• Assigned task
The answer must be a single number: the count of lines in the records below that contain the word "CommentSet".

• Data for this exercise
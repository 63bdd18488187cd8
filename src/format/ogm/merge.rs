//! Readers that turn source files into packetizer input, and the session
//! that interleaves them into a new file.
//!
//! Every input owns one output stream. [`open_input`] probes the file type
//! and builds the matching reader and packetizer; [`MuxSession`] drives all
//! readers until each packetizer has a page waiting, then lets the
//! multiplexer write the pages in timestamp order.

use super::comments::CommentSet;
use super::mux::Multiplexer;
use super::packetizer::{
    Ac3Packetizer, AudioSync, Mp3Packetizer, PacketInput, Packetizer, PcmPacketizer, PcmParams,
    ProcessStatus, Range, TextSubsPacketizer, VorbisPacketizer,
};
use super::stream::OgmReader;
use super::subtitles::{parse_srt, probe_srt, Subtitles};
use crate::av::StreamKind;
use crate::codec::{ac3, mp3};
use crate::config::Config;
use crate::format::PageSink;
use crate::{OgmError, Result};
use bytes::Buf;
use log::{debug, info, warn};
use std::fs::File;
use std::io::{self, BufReader, Read, Seek, SeekFrom};
use std::path::Path;

/// Bytes read from compressed audio inputs per call.
const READ_CHUNK: usize = 4096;

/// Bytes looked at when probing the input type.
const PROBE_SIZE: usize = 4096;

/// Per input settings given on the command line.
#[derive(Debug, Clone, Default)]
pub struct InputOptions {
    pub sync: AudioSync,
    /// Seconds of the input to keep.
    pub range: Range,
    /// `TAG=value` comments for the stream.
    pub comments: Vec<String>,
}

impl InputOptions {
    pub fn comment_set(&self, vendor: &str) -> CommentSet {
        CommentSet::from_user(vendor, &self.comments)
    }
}

/// Source file types ogmmerge understands.
#[derive(Debug, Clone, Copy, PartialEq, Eq)]
pub enum InputType {
    OggVorbis,
    Wav,
    Srt,
    Ac3,
    Mp3,
}

impl InputType {
    /// Guesses the type from the first bytes of a file.
    pub fn probe(head: &[u8]) -> Option<InputType> {
        if head.starts_with(b"OggS") {
            return Some(InputType::OggVorbis);
        }
        if head.len() >= 12 && &head[0..4] == b"RIFF" && &head[8..12] == b"WAVE" {
            return Some(InputType::Wav);
        }
        if let Ok(text) = std::str::from_utf8(head) {
            if probe_srt(text) {
                return Some(InputType::Srt);
            }
        }
        if matches!(ac3::find_header(head), Some((0, _))) {
            return Some(InputType::Ac3);
        }
        if head.starts_with(b"ID3") || matches!(mp3::find_header(head), Some((0, _))) {
            return Some(InputType::Mp3);
        }
        None
    }
}

/// Source of packetizer input.
pub trait InputReader {
    /// Feeds input that must reach the packetizer before the file headers
    /// are written.
    fn prime(&mut self, _packetizer: &mut Packetizer) -> Result<()> {
        Ok(())
    }

    /// Feeds the next piece of input. `Finished` means the input is
    /// exhausted.
    fn read(&mut self, packetizer: &mut Packetizer) -> Result<ProcessStatus>;
}
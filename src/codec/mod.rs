//! Frame and header parsers for the compressed payloads OGM files carry.
//!
//! Nothing here decodes audio; the parsers only find frame boundaries and
//! read the parameters needed for stream headers and timing.

/// MPEG audio layer III frame headers
pub mod mp3;

/// AC-3 sync frame headers
pub mod ac3;

/// Vorbis identification header and codec seam
pub mod vorbis;

pub use ac3::Ac3Header;
pub use mp3::Mp3Header;
pub use vorbis::{SilenceEncoder, VorbisInfo};
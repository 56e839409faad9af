mod collect;
mod data;
mod enrich;

use std::path::PathBuf;

use clap::Parser;

/// Collect results and write to single files.
///
/// Takes the per-model result files of a benchmarking run, concatenates them
/// per category, derives the run-metadata columns, and writes the four
/// consolidated CSVs.
#[derive(Parser)]
#[command(name = "eval-collect", version)]
struct Cli {
    /// Per-model result files produced by the benchmarking run.
    #[arg(long, num_args = 1.., required = true)]
    outfiles: Vec<PathBuf>,

    /// Pipeline data directory.
    #[arg(long = "path_data", default_value = "data")]
    path_data: PathBuf,

    /// Directory the consolidated CSVs are written to (default: current dir).
    #[arg(long = "path_out", default_value = "")]
    path_out: PathBuf,
}

fn main() -> anyhow::Result<()> {
    env_logger::init();

    let cli = Cli::parse();
    collect::run(&cli.outfiles, &cli.path_data, &cli.path_out)
}
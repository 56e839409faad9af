use std::path::Path;

use anyhow::{Context, Result};

use super::model::ResultTable;

/// Write a [`ResultTable`] back out as CSV: index first under its original
/// header (empty when unnamed), then data columns in table order. Cells a row
/// does not carry become empty fields, matching how the producing pipeline
/// serializes missing values.
pub fn write_table(path: &Path, table: &ResultTable) -> Result<()> {
    let mut writer = csv::Writer::from_path(path).context("creating CSV")?;

    let mut header = Vec::with_capacity(table.columns.len() + 1);
    header.push(table.index_name.clone().unwrap_or_default());
    header.extend(table.columns.iter().cloned());
    writer.write_record(&header).context("writing CSV header")?;

    for row in &table.rows {
        let mut record = Vec::with_capacity(header.len());
        record.push(row.index.clone());
        for col in &table.columns {
            record.push(match row.cells.get(col) {
                Some(value) => value.to_string(),
                None => String::new(),
            });
        }
        writer.write_record(&record).context("writing CSV row")?;
    }

    writer.flush().context("flushing CSV")?;
    Ok(())
}
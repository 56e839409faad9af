use std::collections::BTreeMap;
use std::path::Path;

use anyhow::{bail, Context, Result};

use super::model::{CellValue, ResultTable, Row};

/// Read one result CSV into a [`ResultTable`].
///
/// Layout: header row with column names; the first column is the row index
/// (the producing pipeline writes frames with `index_col=0`, so its header is
/// usually empty). All other columns are data columns with type-guessed cells.
pub fn read_table(path: &Path) -> Result<ResultTable> {
    let mut reader = csv::Reader::from_path(path).context("opening CSV")?;

    let headers: Vec<String> = reader
        .headers()
        .context("reading CSV headers")?
        .iter()
        .map(|h| h.to_string())
        .collect();
    if headers.is_empty() {
        bail!("CSV has an empty header row");
    }

    let index_name = if headers[0].is_empty() {
        None
    } else {
        Some(headers[0].clone())
    };
    let columns: Vec<String> = headers[1..].to_vec();

    let mut rows = Vec::new();
    for (row_no, result) in reader.records().enumerate() {
        let record = result.with_context(|| format!("CSV row {row_no}"))?;

        let index = record.get(0).unwrap_or("").to_string();
        if index.is_empty() {
            bail!("CSV row {row_no}: empty row index");
        }

        let mut cells = BTreeMap::new();
        for (col_idx, col_name) in columns.iter().enumerate() {
            let raw = record.get(col_idx + 1).unwrap_or("");
            cells.insert(col_name.clone(), guess_cell_value(raw));
        }
        rows.push(Row { index, cells });
    }

    Ok(ResultTable {
        index_name,
        columns,
        rows,
    })
}

fn guess_cell_value(s: &str) -> CellValue {
    if s.is_empty() {
        return CellValue::Null;
    }
    if let Ok(i) = s.parse::<i64>() {
        return CellValue::Integer(i);
    }
    if let Ok(f) = s.parse::<f64>() {
        return CellValue::Float(f);
    }
    if s == "true" || s == "false" {
        return CellValue::Bool(s == "true");
    }
    CellValue::String(s.to_string())
}

#[cfg(test)]
mod tests {
    use super::*;
    use std::io::Write as _;

    fn write_csv(dir: &tempfile::TempDir, name: &str, content: &str) -> std::path::PathBuf {
        let path = dir.path().join(name);
        let mut file = std::fs::File::create(&path).unwrap();
        file.write_all(content.as_bytes()).unwrap();
        path
    }

    #[test]
    fn reads_unnamed_index_and_guesses_types() {
        let dir = tempfile::tempdir().unwrap();
        let path = write_csv(
            &dir,
            "m_evaluation_results.csv",
            ",MSE,Pearson,drug,converged\n\
             ElasticNet_predictions_LPO_split_0,0.42,0.9,5330286,true\n\
             ElasticNet_predictions_LPO_split_1,0.44,,GDC-0941,false\n",
        );

        let table = read_table(&path).unwrap();
        assert_eq!(table.index_name, None);
        assert_eq!(table.columns, vec!["MSE", "Pearson", "drug", "converged"]);
        assert_eq!(table.len(), 2);
        assert_eq!(table.rows[0].index, "ElasticNet_predictions_LPO_split_0");
        assert_eq!(table.get(0, "MSE"), Some(&CellValue::Float(0.42)));
        assert_eq!(table.get(0, "drug"), Some(&CellValue::Integer(5330286)));
        assert_eq!(table.get(0, "converged"), Some(&CellValue::Bool(true)));
        assert_eq!(table.get(1, "Pearson"), Some(&CellValue::Null));
        assert_eq!(table.get(1, "drug"), Some(&CellValue::String("GDC-0941".into())));
    }

    #[test]
    fn keeps_named_index_header() {
        let dir = tempfile::tempdir().unwrap();
        let path = write_csv(
            &dir,
            "named.csv",
            "run,MSE\nSVM_predictions_LCO_split_0,1.5\n",
        );

        let table = read_table(&path).unwrap();
        assert_eq!(table.index_name.as_deref(), Some("run"));
        assert_eq!(table.columns, vec!["MSE"]);
    }

    #[test]
    fn rejects_rows_without_an_index() {
        let dir = tempfile::tempdir().unwrap();
        let path = write_csv(&dir, "bad.csv", ",MSE\n,0.5\n");
        let err = read_table(&path).unwrap_err();
        assert!(err.to_string().contains("empty row index"));
    }

    #[test]
    fn missing_file_reports_the_open_step() {
        let err = read_table(Path::new("/nonexistent/x.csv")).unwrap_err();
        assert!(err.to_string().contains("opening CSV"));
    }
}
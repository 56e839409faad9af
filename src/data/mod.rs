/// Data layer: core table types, CSV loading, and CSV writing.
///
/// Architecture:
/// ```text
///  per-model .csv files
///        │
///        ▼
///   ┌──────────┐
///   │  loader   │  parse file → ResultTable
///   └──────────┘
///        │
///        ▼
///   ┌─────────────┐
///   │ ResultTable  │  Vec<Row>, ordered column names
///   └─────────────┘
///        │
///        ▼
///   ┌──────────┐
///   │  writer   │  consolidated table → single .csv
///   └──────────┘
/// ```

pub mod loader;
pub mod model;
pub mod writer;
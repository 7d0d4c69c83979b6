//! Users screen and its edit modal.

use super::layout::{attr, page, Nav};
use super::status_body;
use super::table::{Cell, Table};
use crate::models::{FitnessLevel, Record, Team, User};
use crate::services::editor::AVATAR_MAX_CHARS;
use crate::services::{EditSession, UsersScreen};
use html_escape::encode_text;
use serde_json::Value;

pub fn users_table(records: &[Value]) -> Table {
    let mut table = Table::new(&["Name", "Email", "Team", "Fitness Level", "Avatar", "Actions"]);
    for (index, record) in records.iter().enumerate() {
        let user = User::from_value(record);
        let actions = match user.id() {
            Some(id) => Cell::Markup(format!(
                r#"<a class="btn btn-sm btn-primary" href="/users?edit={}">Edit</a>"#,
                attr(&urlencoding::encode(&id.to_string()))
            )),
            None => Cell::text(""),
        };
        table.push(
            user.row_key(index),
            vec![
                Cell::text(&user.name),
                Cell::text(&user.email),
                Cell::or_dash(user.team_name.as_deref()),
                Cell::text(&user.fitness_level),
                Cell::text(&user.avatar),
                actions,
            ],
        );
    }
    table
}

/// Users screen, with the edit modal open when a session is given.
///
/// The modal survives a failed list load so a save error is never lost.
pub fn users_page(screen: &UsersScreen, session: Option<&EditSession>) -> String {
    let mut body = status_body(Nav::Users.label(), &screen.users, users_table);
    if let Some(session) = session {
        body.push_str(&edit_modal(session, &screen.teams));
    }
    page(Nav::Users.label(), Some(Nav::Users), &body)
}

/// The edit modal as an overlay form posting back to the dashboard.
pub fn edit_modal(session: &EditSession, teams: &[Value]) -> String {
    let draft = &session.draft;

    let error = session
        .error
        .as_deref()
        .map(|message| {
            format!(
                r#"<div class="alert alert-danger" role="alert">{}</div>"#,
                encode_text(message)
            )
        })
        .unwrap_or_default();

    let mut team_options = format!(
        r#"<option value=""{}>— No team —</option>"#,
        selected(!draft.has_team())
    );
    for record in teams {
        let team = Team::from_value(record);
        let Some(id) = team.id() else { continue };
        let id = id.to_string();
        team_options.push_str(&format!(
            r#"<option value="{}"{}>{}</option>"#,
            attr(&id),
            selected(id == draft.team),
            encode_text(&team.name)
        ));
    }

    let mut level_options = String::new();
    for level in FitnessLevel::ALL {
        level_options.push_str(&format!(
            r#"<option value="{}"{}>{}</option>"#,
            level.as_str(),
            selected(level == draft.fitness_level),
            level.label()
        ));
    }

    let (cancel, submit) = if session.saving {
        (
            r#"<button type="button" class="btn btn-secondary" disabled>Cancel</button>"#,
            r#"<button type="submit" class="btn btn-primary" disabled>Saving…</button>"#,
        )
    } else {
        (
            r#"<a class="btn btn-secondary" href="/users">Cancel</a>"#,
            r#"<button type="submit" class="btn btn-primary">Save changes</button>"#,
        )
    };

    format!(
        r#"<div class="modal show d-block" tabindex="-1"><div class="modal-dialog"><div class="modal-content">
<form method="post" action="/users/{action}/edit">
<div class="modal-header"><h5 class="modal-title">Edit User: {title}</h5><a class="btn-close" href="/users" aria-label="Close"></a></div>
<div class="modal-body">
{error}<div class="mb-3"><label class="form-label" for="name">Name</label><input type="text" class="form-control" id="name" name="name" value="{name}" required></div>
<div class="mb-3"><label class="form-label" for="email">Email</label><input type="email" class="form-control" id="email" name="email" value="{email}" required></div>
<div class="mb-3"><label class="form-label" for="team">Team</label><select class="form-select" id="team" name="team">{team_options}</select></div>
<div class="mb-3"><label class="form-label" for="fitness_level">Fitness Level</label><select class="form-select" id="fitness_level" name="fitness_level">{level_options}</select></div>
<div class="mb-3"><label class="form-label" for="avatar">Avatar (emoji or initials)</label><input type="text" class="form-control" id="avatar" name="avatar" value="{avatar}" maxlength="{avatar_max}"></div>
</div>
<div class="modal-footer">{cancel}{submit}</div>
</form>
</div></div></div>"#,
        action = attr(&urlencoding::encode(&session.user_id)),
        title = encode_text(&session.title),
        error = error,
        name = attr(&draft.name),
        email = attr(&draft.email),
        team_options = team_options,
        level_options = level_options,
        avatar = attr(&draft.avatar),
        avatar_max = AVATAR_MAX_CHARS,
        cancel = cancel,
        submit = submit,
    )
}

fn selected(is_selected: bool) -> &'static str {
    if is_selected {
        " selected"
    } else {
        ""
    }
}

#[cfg(test)]
mod tests {
    use super::*;
    use crate::services::LoadStatus;
    use serde_json::json;

    fn alice() -> Value {
        json!({"id": 1, "name": "Alice", "email": "a@x.com"})
    }

    #[test]
    fn test_sparse_user_row() {
        let html = users_table(&[alice()]).render();
        assert!(html.contains(
            r#"<td>Alice</td><td>a@x.com</td><td><span class="text-muted">—</span></td><td></td><td></td>"#
        ));
        assert!(html.contains(r#"href="/users?edit=1""#));
    }

    #[test]
    fn test_modal_selects_no_team() {
        let session = EditSession::open(&User::from_value(&alice())).unwrap();
        let teams = vec![json!({"id": 2, "name": "Team DC"})];
        let html = edit_modal(&session, &teams);

        assert!(html.contains(r#"<option value="" selected>— No team —</option>"#));
        assert!(html.contains(r#"<option value="2">Team DC</option>"#));
        assert!(html.contains(r#"<option value="beginner" selected>Beginner</option>"#));
        assert!(html.contains(r#"action="/users/1/edit""#));
        assert!(html.contains("Edit User: Alice"));
    }

    #[test]
    fn test_modal_while_saving_disables_controls() {
        let mut session = EditSession::open(&User::from_value(&alice())).unwrap();
        session.begin_save();
        let html = edit_modal(&session, &[]);

        assert!(html.contains(
            r#"<button type="submit" class="btn btn-primary" disabled>Saving…</button>"#
        ));
    }

    #[test]
    fn test_modal_shows_inline_error() {
        let mut session = EditSession::open(&User::from_value(&alice())).unwrap();
        session.fail("HTTP 400: invalid email");
        let html = edit_modal(&session, &[]);

        assert!(html.contains("HTTP 400: invalid email"));
        assert!(html.contains(
            r#"<button type="submit" class="btn btn-primary">Save changes</button>"#
        ));
    }

    #[test]
    fn test_save_error_kept_when_list_failed() {
        let screen = UsersScreen {
            users: LoadStatus::Error("HTTP error! status: 503".to_string()),
            teams: vec![],
        };
        let mut session = EditSession::open(&User::from_value(&alice())).unwrap();
        session.fail("HTTP 400: invalid email");
        let html = users_page(&screen, Some(&session));

        assert!(html.contains("HTTP error! status: 503"));
        assert!(html.contains("modal-dialog"));
        assert!(html.contains("HTTP 400: invalid email"));
        assert!(html.contains(r#"<option value="" selected>— No team —</option>"#));
    }

    #[test]
    fn test_no_modal_without_session() {
        let screen = UsersScreen {
            users: LoadStatus::Ready(vec![alice()]),
            teams: vec![],
        };
        assert!(!users_page(&screen, None).contains("modal-dialog"));
    }
}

• Completed exercise
3